#### Description of the task
Lines from the listing that hold the string "configuration" are what you should return.

#### Source data

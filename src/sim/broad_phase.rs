//! Broad phase: brute-force pair enumeration
//!
//! Every ordered pair is checked (O(n²)), which is fine for scenes of a few
//! dozen colliders. Pairs are keyed by collider id, never by storage slot.

use std::collections::BTreeSet;

use serde::{Deserialize, Serialize};

use super::collider::{Collider, ColliderId};
use crate::error::PhysicsError;

/// Unordered pair of colliders, stored with the lower id first
#[derive(Debug, Clone, Copy, PartialEq, Eq, Hash, PartialOrd, Ord, Serialize, Deserialize)]
pub struct ContactPair {
    pub first: ColliderId,
    pub second: ColliderId,
}

impl ContactPair {
    pub fn new(a: ColliderId, b: ColliderId) -> Self {
        if a <= b {
            Self { first: a, second: b }
        } else {
            Self { first: b, second: a }
        }
    }
}

/// All supported pairs that currently overlap, in ascending id order
pub fn colliding_pairs(colliders: &[Collider]) -> Result<Vec<ContactPair>, PhysicsError> {
    let mut pairs = BTreeSet::new();

    for (i, a) in colliders.iter().enumerate() {
        for (j, b) in colliders.iter().enumerate() {
            if i == j || !a.supports_collision_with(b) {
                continue;
            }
            if a.collides_with(b)?.collides {
                pairs.insert(ContactPair::new(a.id(), b.id()));
            }
        }
    }

    Ok(pairs.into_iter().collect())
}
//! collide3d - a small discrete-time rigid-body collision engine
//!
//! Core modules:
//! - `sim`: Deterministic simulation (shapes, narrow/broad phase, resolution, world loop)
//! - `settings`: World configuration, loadable from JSON
//! - `stats`: Per-collider motion statistics gathered while ticking
//! - `scenes`: Ready-made reference scenes
//! - `error`: Error types shared by the crate

pub mod error;
pub mod scenes;
pub mod settings;
pub mod sim;
pub mod stats;

pub use error::{PhysicsError, SettingsError};
pub use settings::{ContactResponse, WorldSettings};
pub use sim::{Collider, ColliderId, CollisionResult, PhysicsWorld, Shape, ShapeKind};
pub use stats::MotionStats;

use glam::Vec3;

/// Engine configuration constants
pub mod consts {
    use glam::Vec3;

    /// Default fixed simulation rate (ticks per second)
    pub const DEFAULT_TICK_RATE: f32 = 60.0;

    /// Standard gravity magnitude (m/s²)
    pub const EARTH_GRAVITY: f32 = 9.81;
    /// Gravity pointing down the Y axis
    pub const EARTH_GRAVITY_VECTOR: Vec3 = Vec3::new(0.0, -EARTH_GRAVITY, 0.0);

    /// Default restitution for new colliders (fully inelastic)
    pub const DEFAULT_RESTITUTION: f32 = 0.0;
    /// Default mass for new dynamic colliders
    pub const DEFAULT_MASS: f32 = 1.0;
}

/// Remove the component of `v` along the unit vector `n`
#[inline]
pub fn reject_along(v: Vec3, n: Vec3) -> Vec3 {
    v - n * v.dot(n)
}

/// Inverse mass, treating an infinite mass as immovable
#[inline]
pub fn inverse_mass(mass: f32) -> f32 {
    if mass.is_infinite() { 0.0 } else { 1.0 / mass }
}

#[cfg(test)]
mod tests {
    use super::*;

    #[test]
    fn test_reject_along_removes_normal_component() {
        let v = Vec3::new(3.0, -7.0, 2.0);
        let r = reject_along(v, Vec3::Y);
        assert_eq!(r, Vec3::new(3.0, 0.0, 2.0));
    }

    #[test]
    fn test_inverse_mass() {
        assert_eq!(inverse_mass(f32::INFINITY), 0.0);
        assert!((inverse_mass(4.0) - 0.25).abs() < 1e-6);
    }
}
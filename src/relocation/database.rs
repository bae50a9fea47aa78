//! Place-recognition descriptor database.

use std::collections::BTreeMap;
use std::fmt;

use crate::map::{Descriptor, Timestamp};

/// Identifier of one database entry, in insertion order.
#[derive(Debug, Clone, Copy, PartialEq, Eq, PartialOrd, Ord, Hash)]
pub struct EntryId(pub u64);

impl fmt::Display for EntryId {
    fn fmt(&self, f: &mut fmt::Formatter<'_>) -> fmt::Result {
        write!(f, "DB{}", self.0)
    }
}

/// Appearance index over keyframe descriptors, with the entry-to-timestamp
/// association needed to map matches back into the trajectory.
#[derive(Debug, Default)]
pub struct PlaceDatabase {
    /// Entry id → keyframe timestamp, in insertion order.
    times: Vec<Timestamp>,
    entries: BTreeMap<Timestamp, Vec<Descriptor>>,
}

impl PlaceDatabase {
    pub fn new() -> Self {
        Self::default()
    }

    pub fn len(&self) -> usize {
        self.times.len()
    }

    pub fn is_empty(&self) -> bool {
        self.times.is_empty()
    }

    /// Index a keyframe's descriptors, returning the new entry's id.
    pub fn insert(&mut self, time: Timestamp, descriptors: Vec<Descriptor>) -> EntryId {
        let id = EntryId(self.times.len() as u64);
        self.times.push(time);
        self.entries.insert(time, descriptors);
        id
    }

    pub fn time_of(&self, entry: EntryId) -> Option<Timestamp> {
        self.times.get(entry.0 as usize).copied()
    }

    pub fn descriptors_at(&self, time: Timestamp) -> Option<&[Descriptor]> {
        self.entries.get(&time).map(Vec::as_slice)
    }

    /// Appearance similarity in `[0, 1]` between a descriptor set and the
    /// entry indexed at `time`: mean best-match agreement, 0 when either
    /// side is empty or the time was never indexed.
    pub fn appearance_score(&self, descriptors: &[Descriptor], time: Timestamp) -> f64 {
        let Some(entry) = self.entries.get(&time) else {
            return 0.0;
        };
        if descriptors.is_empty() || entry.is_empty() {
            return 0.0;
        }
        let mut total = 0.0;
        for descriptor in descriptors {
            let best = entry
                .iter()
                .map(|e| descriptor.hamming_distance(e))
                .min()
                .unwrap_or(256);
            total += 1.0 - f64::from(best) / 256.0;
        }
        total / descriptors.len() as f64
    }
}
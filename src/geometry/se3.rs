use nalgebra::{Matrix3, Rotation3, UnitQuaternion, Vector3, Vector6};

/// A rigid transformation in 3D: T = [R | t].
///
/// Used throughout as the world→body pose of a keyframe: applying the
/// transform maps world coordinates into the body frame, and `inverse()`
/// gives the body's position/orientation in the world.
#[derive(Debug, Clone, Copy, PartialEq)]
pub struct SE3 {
    pub rotation: UnitQuaternion<f64>,
    pub translation: Vector3<f64>,
}

impl SE3 {
    /// Identity transformation.
    pub fn identity() -> Self {
        Self {
            rotation: UnitQuaternion::identity(),
            translation: Vector3::zeros(),
        }
    }

    pub fn new(rotation: UnitQuaternion<f64>, translation: Vector3<f64>) -> Self {
        Self {
            rotation,
            translation,
        }
    }

    /// Build from quaternion components (w, x, y, z) and a translation.
    /// The quaternion is normalized.
    pub fn from_quaternion(w: f64, x: f64, y: f64, z: f64, translation: Vector3<f64>) -> Self {
        let q = UnitQuaternion::from_quaternion(nalgebra::Quaternion::new(w, x, y, z));
        Self {
            rotation: q,
            translation,
        }
    }

    /// Build from a rotation matrix and translation vector.
    pub fn from_rt(rotation: &Matrix3<f64>, translation: Vector3<f64>) -> Self {
        let rot = Rotation3::from_matrix(rotation);
        Self {
            rotation: UnitQuaternion::from_rotation_matrix(&rot),
            translation,
        }
    }

    /// Inverse transformation: T⁻¹ = [Rᵀ | -Rᵀt].
    pub fn inverse(&self) -> Self {
        let rot_inv = self.rotation.inverse();
        Self {
            rotation: rot_inv,
            translation: -(rot_inv * self.translation),
        }
    }

    /// Composition: (self ∘ other)(p) = self(other(p)).
    pub fn compose(&self, other: &SE3) -> Self {
        Self {
            rotation: self.rotation * other.rotation,
            translation: self.rotation * other.translation + self.translation,
        }
    }

    /// Apply the transformation to a point: p' = R·p + t.
    pub fn transform_point(&self, point: &Vector3<f64>) -> Vector3<f64> {
        self.rotation * point + self.translation
    }

    /// Error vector in the decoupled translation/rotation parameterization:
    /// [t, ω] where ω is the scaled rotation axis. Zero iff identity.
    pub fn log(&self) -> Vector6<f64> {
        let omega = self.rotation.scaled_axis();
        Vector6::new(
            self.translation.x,
            self.translation.y,
            self.translation.z,
            omega.x,
            omega.y,
            omega.z,
        )
    }

    /// Inverse of `log`: builds the transform with R = exp(ω), t as given.
    pub fn exp(tangent: &Vector6<f64>) -> Self {
        let translation = Vector3::new(tangent[0], tangent[1], tangent[2]);
        let omega = Vector3::new(tangent[3], tangent[4], tangent[5]);
        Self {
            rotation: UnitQuaternion::from_scaled_axis(omega),
            translation,
        }
    }

    /// Flatten to the 7-parameter block layout [tx ty tz qx qy qz qw]
    /// used by the pose-graph solver.
    pub fn to_params(&self) -> [f64; 7] {
        let q = self.rotation.quaternion();
        [
            self.translation.x,
            self.translation.y,
            self.translation.z,
            q.i,
            q.j,
            q.k,
            q.w,
        ]
    }

    /// Rebuild from a 7-parameter block, renormalizing the quaternion.
    pub fn from_params(params: &[f64; 7]) -> Self {
        let q = nalgebra::Quaternion::new(params[6], params[3], params[4], params[5]);
        Self {
            rotation: UnitQuaternion::from_quaternion(q),
            translation: Vector3::new(params[0], params[1], params[2]),
        }
    }

    /// Rotation angle of the transform in radians.
    pub fn angle(&self) -> f64 {
        self.rotation.angle()
    }
}

impl Default for SE3 {
    fn default() -> Self {
        Self::identity()
    }
}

#### Answer to this task
//! - `settings`: World configuration, loadable from JSON
/// Engine configuration constants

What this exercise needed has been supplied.